While discovery can be an arduous process, particularly when working with expansive electronic records, there are many tools for streamlining the discovery process in patent litigation.

Initial Disclosures

One important tool is the early disclosure of critical information, which is often accomplished through local patent rules2 and is also encouraged by the Patent Damages Committee.3 For example, a patentee can be required to disclose all documentation related to the development of the invention, the prosecution history, ownership and sales of the patented invention.4 On the other hand, the accused infringer can be required to provide documentation related to the operation and construction of the accused product/method and copies or a description of all known prior art.5 Each party can also be required to provide documents related damages, covering license agreements, royalty rates and sales information for the invention and the accused product(s).6 Requiring parties to produce evidence on all of these grounds is intended to focus the issues early and help eliminate unfair surprise later in the case.

Contention Disclosures

By mandating the prompt disclosure of the specific bases for claims and defenses, local patent rules and the Sedona Conference have advocated requiring parties to "crystallize their theories" and "adhere to those theories" throughout the case.7 Patentees' disclosures can include at least the asserted claims, the type(s) of alleged infringement, the accused products, a claim chart and any basis for willful infringement.8 Conversely, the accused infringer must provide its own claim charts for non-infringement and invalidity, each piece of prior art and explanations for any grounds of invalidity or unenforceability.9 Typically, contentions cannot be amended absent a showing of good cause.10

Electronically Stored Information Conferences

The large volume of electronically stored information ("ESI") and the associated expenses of dealing with it has become a significant cost issue in patent cases.
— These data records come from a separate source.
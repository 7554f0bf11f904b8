pub mod clock;
pub mod controller;
pub mod counters;
pub mod latency;
pub mod message;
pub mod pinning;
pub mod ring;
pub mod routing;
pub mod workers;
To help address this, the Seventh Circuit Electronic Discovery Program requires parties to meet early in the case to discuss sources of discovery and establish the scope of preservation, narrowing the contentious issues and allowing prompt attention by the court to problem areas.11 Two district courts have enacted their own e-discovery programs that urge or require similar meetings.12 The Seventh Circuit program also requires parties to designate an "e-discovery liaison" who is typically an employee of the party that has access to the party's electronic systems, has knowledge of those systems as well as the technical aspects of electronic discovery, and is aware of the party's electronic discovery efforts.13 Use of a liaison can be an important tool to help parties craft a discovery plan that is based on technological feasibility and economy.

Protective Orders

Because parties in patent disputes are often direct competitors, broad protective orders are commonplace in patent cases.14 The Patent Damages Committee observes that these orders often need to be imposed as early in the case as possible to avoid delays in discovery and should be...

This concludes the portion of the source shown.